Kartemquin Films and the Community Film Workshop of Chicago has announced the six new 2022 Diverse Voices in Docs (DVID) fellows. 

Welcoming the 9th cohort, DVID is a professional mentorship program for Midwestern documentary filmmakers of color, created by Kartemquin Films and the Community Film Workshop of Chicago. Fellows are chosen from a pool of applicants with a demonstrated commitment to social issue documentary.

The 2022 fellows are: 

Amber Love, Cindy Martin, Jason Rhee, Cynthia Martinez, Donnie Seals, and Sadia Uqaili.

The 2022 Fellows are Amber Love, Cindy Martin, Jason Rhee, Cynthia Martinez, Donnie Seals, and Sadia Uqaili.

“After a year spent in conversation and reflection with our alumni and community, we are excited to relaunch the DVID program renewing our commitment to our fellows and their needs,” said DVID Creative Lead Anuradha Rana. “We aim to provide the creative and professional scaffolding that amplifies their voices, creates a space to question and reflect on their creative choices, and illuminates a path to a sustainable career.”

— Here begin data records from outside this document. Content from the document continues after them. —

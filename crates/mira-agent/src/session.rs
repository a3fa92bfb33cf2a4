//! Per-session state: conversation memory, the session's vector index and
//! the latest generated plan and report.

use async_trait::async_trait;
use std::sync::{Mutex, MutexGuard, PoisonError};
use uuid::Uuid;

use mira_core::models::ArtifactKind;
use mira_processing::{ArtifactWriter, RenderedFile};
use mira_services::providers::Message;
use mira_services::VectorIndex;

/// Where tools persist generated artifacts.
#[async_trait]
pub trait SessionState: Send + Sync {
    /// Replace the current artifact of `kind`.
    async fn save(&self, kind: ArtifactKind, content: &str);

    fn load(&self, kind: ArtifactKind) -> Option<String>;
}

#[derive(Default)]
struct Slots {
    current_plan: Option<String>,
    current_report: Option<String>,
    plan_files: Vec<RenderedFile>,
    report_files: Vec<RenderedFile>,
}

/// Latest plan and report of a session, rendered to files on save when a
/// writer is configured.
#[derive(Default)]
pub struct SessionArtifacts {
    writer: Option<ArtifactWriter>,
    slots: Mutex<Slots>,
}

impl SessionArtifacts {
    pub fn new(writer: Option<ArtifactWriter>) -> Self {
        Self {
            writer,
            slots: Mutex::new(Slots::default()),
        }
    }

    fn slots(&self) -> MutexGuard<'_, Slots> {
        self.slots.lock().unwrap_or_else(PoisonError::into_inner)
    }

    /// Files rendered for the current artifact of `kind`.
    pub fn files(&self, kind: ArtifactKind) -> Vec<RenderedFile> {
        let slots = self.slots();
        match kind {
            ArtifactKind::Plan => slots.plan_files.clone(),
            ArtifactKind::Report => slots.report_files.clone(),
        }
    }

    async fn render(&self, kind: ArtifactKind, content: &str) -> Vec<RenderedFile> {
        let Some(writer) = self.writer.clone() else {
            return Vec::new();
        };
        let content = content.to_string();
        match tokio::task::spawn_blocking(move || writer.write(kind, &content)).await {
            Ok(Ok(outputs)) => outputs.written().cloned().collect(),
            Ok(Err(e)) => {
                tracing::warn!(artifact = %kind, error = %e, "Artifact rendering failed");
                Vec::new()
            }
            Err(e) => {
                tracing::error!(artifact = %kind, error = %e, "Artifact rendering task failed");
                Vec::new()
            }
        }
    }
}

#[async_trait]
impl SessionState for SessionArtifacts {
    async fn save(&self, kind: ArtifactKind, content: &str) {
        let files = self.render(kind, content).await;
        let mut slots = self.slots();
        match kind {
            ArtifactKind::Plan => {
                slots.current_plan = Some(content.to_string());
                slots.plan_files = files;
            }
            ArtifactKind::Report => {
                slots.current_report = Some(content.to_string());
                slots.report_files = files;
            }
        }
    }

    fn load(&self, kind: ArtifactKind) -> Option<String> {
        let slots = self.slots();
        match kind {
            ArtifactKind::Plan => slots.current_plan.clone(),
            ArtifactKind::Report => slots.current_report.clone(),
        }
    }
}

/// One chat session. Owns its conversation memory and vector index; nothing
/// here is shared with other sessions.
pub struct ChatSession {
    pub id: Uuid,
    pub chat_history: Vec<Message>,
    pub vector_index: Option<VectorIndex>,
    pub artifacts: SessionArtifacts,
}

impl ChatSession {
    pub fn new(writer: Option<ArtifactWriter>) -> Self {
        Self {
            id: Uuid::new_v4(),
            chat_history: Vec::new(),
            vector_index: None,
            artifacts: SessionArtifacts::new(writer),
        }
    }

    pub fn current_plan(&self) -> Option<String> {
        self.artifacts.load(ArtifactKind::Plan)
    }

    pub fn current_report(&self) -> Option<String> {
        self.artifacts.load(ArtifactKind::Report)
    }

    /// Forget the conversation. The index is kept.
    pub fn clear_history(&mut self) {
        self.chat_history.clear();
        tracing::debug!(session_id = %self.id, "Chat history cleared");
    }

    /// Forget the conversation and drop the vector index.
    pub fn reset(&mut self) {
        self.chat_history.clear();
        self.vector_index = None;
        tracing::debug!(session_id = %self.id, "Session reset");
    }
}

impl Default for ChatSession {
    fn default() -> Self {
        Self::new(None)
    }
}

#[cfg(test)]
mod tests {
    use super::*;
    use mira_core::models::ArtifactFormat;

    #[tokio::test]
    async fn save_replaces_previous_artifact() {
        let session = ChatSession::default();
        assert_eq!(session.current_plan(), None);

        session.artifacts.save(ArtifactKind::Plan, "# v1").await;
        session.artifacts.save(ArtifactKind::Plan, "# v2").await;
        assert_eq!(session.current_plan().as_deref(), Some("# v2"));
        assert_eq!(session.current_report(), None);
        assert!(session.artifacts.files(ArtifactKind::Plan).is_empty());
    }

    #[tokio::test]
    async fn save_renders_files_when_writer_configured() {
        let dir = tempfile::tempdir().unwrap();
        let session = ChatSession::new(Some(ArtifactWriter::new(dir.path())));

        session
            .artifacts
            .save(ArtifactKind::Report, "# Status\n- **Done:** kickoff")
            .await;

        let files = session.artifacts.files(ArtifactKind::Report);
        assert!(files.iter().any(|f| f.format == ArtifactFormat::Markdown));
        assert!(files.iter().any(|f| f.format == ArtifactFormat::Docx));
        for file in &files {
            assert!(file.path.starts_with(dir.path()));
            assert!(file
                .path
                .file_name()
                .and_then(|n| n.to_str())
                .is_some_and(|n| n.starts_with("status_report_")));
        }
    }

    #[test]
    fn clear_keeps_index_and_reset_drops_it() {
        let mut session = ChatSession::default();
        session.chat_history.push(Message::user("hi"));
        session.vector_index = Some(VectorIndex::new("fp"));

        session.clear_history();
        assert!(session.chat_history.is_empty());
        assert!(session.vector_index.is_some());

        session.chat_history.push(Message::user("again"));
        session.reset();
        assert!(session.chat_history.is_empty());
        assert!(session.vector_index.is_none());
    }
}
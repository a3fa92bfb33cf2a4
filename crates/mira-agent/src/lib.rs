//! Mira agent
//!
//! The bounded tool-calling loop behind the chat surface, its four tools,
//! the prompts they use, and the per-session state they read and write.

pub mod context;
pub mod generate;
pub mod prompts;
pub mod runner;
pub mod session;
pub mod tools;

pub use context::AgentContext;
pub use generate::{
    generate_project_plan, generate_status_report, plan_source_text, with_instructions,
};
pub use runner::{Agent, TurnOutcome};
pub use session::{ChatSession, SessionArtifacts, SessionState};
pub use tools::{Tool, ToolOutput, TurnContext};

#[cfg(test)]
mod test_support;
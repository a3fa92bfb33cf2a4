use pulldown_cmark::{Event, Options, Parser, Tag, TagEnd};

/// Render markdown as readable plain text: emphasis markers removed,
/// headings and list items on their own lines, table cells separated by tabs.
pub fn markdown_to_text(markdown: &str) -> String {
    let mut out = String::new();
    let mut list_stack: Vec<Option<u64>> = Vec::new();

    for event in Parser::new_ext(markdown, Options::ENABLE_TABLES) {
        match event {
            Event::Text(text) | Event::Code(text) => out.push_str(&text),
            Event::SoftBreak | Event::HardBreak => out.push('\n'),
            Event::Start(Tag::Item) => {
                let indent = "  ".repeat(list_stack.len().saturating_sub(1));
                match list_stack.last_mut() {
                    Some(Some(n)) => {
                        out.push_str(&format!("{}{}. ", indent, n));
                        *n += 1;
                    }
                    _ => out.push_str(&format!("{}- ", indent)),
                }
            }
            Event::Start(Tag::List(start)) => {
                if !out.is_empty() && !out.ends_with('\n') {
                    out.push('\n');
                }
                list_stack.push(start);
            }
            Event::End(TagEnd::List(_)) => {
                list_stack.pop();
                if list_stack.is_empty() {
                    out.push('\n');
                }
            }
            Event::End(TagEnd::Item) | Event::End(TagEnd::TableRow) | Event::End(TagEnd::TableHead) => {
                if !out.ends_with('\n') {
                    out.push('\n');
                }
            }
            Event::End(TagEnd::TableCell) => out.push('\t'),
            Event::End(TagEnd::Heading(_))
            | Event::End(TagEnd::Paragraph)
            | Event::End(TagEnd::CodeBlock)
            | Event::End(TagEnd::Table) => {
                if list_stack.is_empty() {
                    out.push_str("\n\n");
                } else if !out.ends_with('\n') {
                    out.push('\n');
                }
            }
            Event::Rule => out.push_str("\n\n"),
            _ => {}
        }
    }

    let lines: Vec<&str> = out.lines().map(str::trim_end).collect();
    crate::document::normalize_text(&lines.join("\n"))
        .trim()
        .to_string()
}
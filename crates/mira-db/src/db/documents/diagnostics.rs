use mira_core::AppError;
use sqlx::{PgPool, Postgres};

/// Size of the current database in bytes.
#[tracing::instrument(skip(pool), fields(db.operation = "pg_database_size"))]
pub async fn database_size(pool: &PgPool) -> Result<i64, AppError> {
    sqlx::query_scalar::<Postgres, i64>("SELECT pg_database_size(current_database())")
        .fetch_one(pool)
        .await
        .map_err(|e| {
            tracing::error!(error = %e, "Failed to read database size");
            AppError::Database(e)
        })
}
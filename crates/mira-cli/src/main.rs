//! Mira CLI: operator commands and an interactive chat over the Mira services.
//!
//! Configuration comes from the environment (see `.env`). Every command
//! except `migrate` needs DATABASE_URL, SECRETS_MASTER_KEY and AUTH_SECRET.

use anyhow::{bail, Context};
use chrono::Local;
use clap::{Parser, Subcommand, ValueEnum};
use serde::Serialize;
use std::io::Write;
use std::path::PathBuf;
use tokio::io::{AsyncBufReadExt, BufReader};

use mira_agent::tools::{LLM_NOT_CONFIGURED, TRELLO_NOT_CONFIGURED};
use mira_agent::{
    generate_project_plan, generate_status_report, with_instructions, Agent, ChatSession,
};
use mira_cli::app::{read_files, App};
use mira_cli::{init_tracing, mask_secret, truncate_string};
use mira_core::models::{ArtifactKind, CredentialKey, Role, SecretScope};
use mira_core::{Config, ErrorMetadata};
use mira_processing::{process_files, ArtifactOutputs, FileDetail};
use mira_services::SmtpMailer;

#[derive(Parser)]
#[command(name = "mira", about = "Mira TPM assistant")]
struct Cli {
    #[command(subcommand)]
    command: Commands,
}

#[derive(Subcommand)]
enum Commands {
    /// Apply database migrations
    Migrate,
    /// Issue a login token for an email (creating the user if needed)
    LoginLink {
        #[arg(long)]
        email: String,
        /// Email the magic link instead of printing it
        #[arg(long)]
        send: bool,
    },
    /// Consume a login token and print its user
    VerifyToken {
        token: String,
    },
    /// Change a user's role (admins only)
    SetRole {
        /// Email of the administrator performing the change
        #[arg(long)]
        actor: String,
        /// Email of the user to change
        #[arg(long)]
        email: String,
        #[arg(long)]
        role: Role,
    },
    /// Credential management
    Secret {
        #[command(subcommand)]
        sub: SecretCommands,
    },
    /// Store files and record them in the document ledger
    Upload {
        #[arg(long)]
        email: String,
        #[arg(required = true)]
        files: Vec<PathBuf>,
    },
    /// List the documents of a user's company, newest first
    Documents {
        #[arg(long)]
        email: String,
    },
    /// Generate a project plan from documents
    Plan {
        #[arg(long)]
        email: String,
        #[arg(required = true)]
        files: Vec<PathBuf>,
        /// Additional instructions or focus areas
        #[arg(long)]
        instructions: Option<String>,
    },
    /// Generate a status report from a Trello board
    Report {
        #[arg(long)]
        email: String,
        /// Board id or URL
        #[arg(long)]
        board: String,
    },
    /// Chat with the agent. `/clear` forgets the conversation, `/reset` also
    /// drops the document index, `/quit` exits.
    Chat {
        #[arg(long)]
        email: String,
        files: Vec<PathBuf>,
    },
}

#[derive(Subcommand)]
enum SecretCommands {
    /// Save a credential for a user or for the user's company
    Set {
        #[arg(long, value_enum)]
        scope: ScopeArg,
        #[arg(long)]
        key: CredentialKey,
        #[arg(long)]
        value: String,
        #[arg(long)]
        email: String,
    },
    /// Show which scope supplies each credential for a user
    Resolve {
        #[arg(long)]
        email: String,
        /// Only this key
        #[arg(long)]
        key: Option<CredentialKey>,
    },
}

#[derive(Clone, Copy, ValueEnum)]
enum ScopeArg {
    User,
    Company,
}

fn print_json(value: &impl Serialize) -> anyhow::Result<()> {
    let out = serde_json::to_string_pretty(value).context("Serialize response")?;
    println!("{}", out);
    Ok(())
}

#[tokio::main]
async fn main() -> anyhow::Result<()> {
    init_tracing();
    let cli = Cli::parse();
    let config = Config::from_env().context("Failed to load configuration")?;

    if let Commands::Migrate = cli.command {
        let pool = mira_db::connect(&config).await?;
        mira_db::run_migrations(&pool).await?;
        print_json(&serde_json::json!({ "success": true, "message": "Migrations applied" }))?;
        return Ok(());
    }

    let app = App::connect(config).await?;

    match cli.command {
        Commands::Migrate => {}
        Commands::LoginLink { email, send } => {
            let issued = app.auth.generate_login_token(&email).await?;
            let link = app.auth.build_magic_link(&issued.raw_token);
            if send {
                let mailer = SmtpMailer::from_config(&app.config.smtp)?;
                app.auth.send_magic_link(&mailer, &issued).await?;
                print_json(&serde_json::json!({
                    "sent": true,
                    "email": issued.principal.email,
                    "expires_at": issued.expires_at,
                }))?;
            } else {
                print_json(&serde_json::json!({
                    "email": issued.principal.email,
                    "role": issued.principal.role,
                    "link": link,
                    "expires_at": issued.expires_at,
                }))?;
            }
        }
        Commands::VerifyToken { token } => match app.auth.verify_login_token(&token).await {
            Ok(principal) => print_json(&principal)?,
            Err(e) => bail!(e.client_message()),
        },
        Commands::SetRole { actor, email, role } => {
            let actor = app.principal(&actor).await?;
            let target = app.principal(&email).await?;
            let updated = app
                .auth
                .set_role(&actor, target.id, role)
                .await
                .map_err(|e| anyhow::anyhow!(e.client_message()))?;
            print_json(&updated)?;
        }
        Commands::Secret { sub } => run_secret(&app, sub).await?,
        Commands::Upload { email, files } => {
            let principal = app.principal(&email).await?;
            let documents = app.documents().await?;
            let mut receipts = Vec::with_capacity(files.len());
            for file in read_files(&files).await? {
                receipts.push(
                    documents
                        .upload(&principal, &file.name, file.bytes.to_vec())
                        .await?,
                );
            }
            print_json(&receipts)?;
        }
        Commands::Documents { email } => {
            let principal = app.principal(&email).await?;
            let documents = app.documents().await?;
            print_json(&documents.list_documents(principal.tenant_id).await?)?;
        }
        Commands::Plan {
            email,
            files,
            instructions,
        } => run_plan(&app, &email, &files, instructions.as_deref()).await?,
        Commands::Report { email, board } => run_report(&app, &email, &board).await?,
        Commands::Chat { email, files } => run_chat(&app, &email, &files).await?,
    }

    Ok(())
}

async fn run_secret(app: &App, sub: SecretCommands) -> anyhow::Result<()> {
    match sub {
        SecretCommands::Set {
            scope,
            key,
            value,
            email,
        } => {
            let principal = app.principal(&email).await?;
            let scope = match scope {
                ScopeArg::User => SecretScope::Principal(principal.id),
                ScopeArg::Company if principal.is_admin() => {
                    SecretScope::Tenant(principal.tenant_id)
                }
                ScopeArg::Company => {
                    bail!("Only company administrators can save company credentials")
                }
            };
            app.secrets.set(scope, key.as_str(), &value).await?;
            print_json(&serde_json::json!({
                "saved": true,
                "key": key,
                "scope": scope.label(),
            }))?;
        }
        SecretCommands::Resolve { email, key } => {
            let principal = app.principal(&email).await?;
            let keys = match key {
                Some(key) => vec![key],
                None => CredentialKey::ALL.to_vec(),
            };
            let mut rows = Vec::with_capacity(keys.len());
            for key in keys {
                let resolved = app.resolver.resolve(&principal, key).await;
                rows.push(serde_json::json!({
                    "key": key,
                    "configured": resolved.is_some(),
                    "scope": resolved.as_ref().map(|c| c.scope.label()),
                    "value": resolved.as_ref().map(|c| mask_secret(&c.value)),
                }));
            }
            print_json(&rows)?;
        }
    }
    Ok(())
}

fn print_file_details(details: &[FileDetail]) {
    for detail in details {
        eprintln!("  {}: {}", detail.name, detail.status);
    }
}

async fn write_artifact(app: &App, kind: ArtifactKind, content: &str) -> anyhow::Result<()> {
    let writer = app.artifact_writer();
    let content = content.to_string();
    let outputs: ArtifactOutputs =
        tokio::task::spawn_blocking(move || writer.write(kind, &content))
            .await
            .context("Artifact rendering task failed")??;
    for file in outputs.written() {
        let note = if file.placeholder { " (placeholder)" } else { "" };
        eprintln!("  wrote {}{}", file.path.display(), note);
    }
    for (format, error) in outputs.failures() {
        eprintln!("  {:?} not written: {}", format, error);
    }
    Ok(())
}

/// Direct path: whole extracted text, no retrieval.
async fn run_plan(
    app: &App,
    email: &str,
    paths: &[PathBuf],
    instructions: Option<&str>,
) -> anyhow::Result<()> {
    let principal = app.principal(email).await?;
    let context = app.agent_context(&principal).await;
    let Some(llm) = context.llm() else {
        bail!(LLM_NOT_CONFIGURED);
    };

    let files = read_files(paths).await?;
    let batch = process_files(&files).await;
    eprintln!("Processed {} file(s):", files.len());
    print_file_details(&batch.file_details);
    if batch.documents.is_empty() {
        bail!("No readable document content found in the provided files");
    }

    let text = with_instructions(batch.combined_text, instructions);
    let plan = generate_project_plan(&**llm, &text, context.temperature()).await?;
    println!("{}", plan);
    write_artifact(app, ArtifactKind::Plan, &plan).await
}

async fn run_report(app: &App, email: &str, board: &str) -> anyhow::Result<()> {
    let principal = app.principal(email).await?;
    let context = app.agent_context(&principal).await;
    let Some(client) = context.board() else {
        bail!(TRELLO_NOT_CONFIGURED);
    };
    let Some(llm) = context.llm() else {
        bail!(LLM_NOT_CONFIGURED);
    };

    let data = client.fetch_board(board).await?;
    let report = generate_status_report(
        &**llm,
        &data,
        Local::now().date_naive(),
        context.temperature(),
    )
    .await?;
    println!("{}", report);
    write_artifact(app, ArtifactKind::Report, &report).await
}

async fn run_chat(app: &App, email: &str, paths: &[PathBuf]) -> anyhow::Result<()> {
    let principal = app.principal(email).await?;
    let context = app.agent_context(&principal).await;
    let indexer = context.indexer(app.chunk_config());
    let agent = Agent::new(context);
    let mut session = ChatSession::new(Some(app.artifact_writer()));

    let files = read_files(paths).await?;
    if !files.is_empty() {
        match &indexer {
            Some(indexer) => {
                let report = indexer.ensure_index(&mut session.vector_index, &files).await;
                eprintln!(
                    "Indexed {} chunk(s) from {} file(s) ({} dropped)",
                    report.embedded,
                    files.len(),
                    report.dropped
                );
                print_file_details(&report.file_details);
            }
            None => eprintln!("{}", LLM_NOT_CONFIGURED),
        }
    }

    tracing::info!(session_id = %session.id, user_id = %principal.id, "Chat session started");
    eprintln!(
        "Type a message. /clear forgets the conversation, /reset also drops documents, /quit exits."
    );

    let mut lines = BufReader::new(tokio::io::stdin()).lines();
    loop {
        print!("you> ");
        std::io::stdout().flush()?;
        let Some(line) = lines.next_line().await? else {
            break;
        };
        let message = line.trim();
        match message {
            "" => continue,
            "/quit" | "/exit" => break,
            "/clear" => {
                session.clear_history();
                eprintln!("Chat history cleared.");
                continue;
            }
            "/reset" => {
                session.reset();
                eprintln!("Chat history and document index cleared.");
                continue;
            }
            _ => {}
        }

        match agent.run_turn(&mut session, message).await {
            Ok(outcome) => {
                println!("mira> {}", outcome.reply);
                for (generated, kind) in [
                    (outcome.plan_generated, ArtifactKind::Plan),
                    (outcome.report_generated, ArtifactKind::Report),
                ] {
                    if generated {
                        eprintln!("{} saved:", kind.title());
                        for file in session.artifacts.files(kind) {
                            eprintln!("  {}", file.path.display());
                        }
                    }
                }
            }
            Err(e) => {
                tracing::warn!(error = %e, code = e.error_code(), "Agent turn failed");
                eprintln!("mira> {}", truncate_string(&e.client_message(), 200));
                if let Some(action) = e.suggested_action() {
                    eprintln!("      {}", action);
                }
            }
        }
    }
    Ok(())
}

In the DVID program, fellows receive hands-on support from experienced Kartemquin and Community Film Workshop staff, award-winning filmmakers, and invited experts before pitching to a panel of major funders, which in previous years has included representatives from ITVS, Sundance Institute, Doc Society, POV, Black Public Media, and WTTW Channel 11. The program culminates with a graduation showcasing the fellows’ work and featuring a keynote speaker.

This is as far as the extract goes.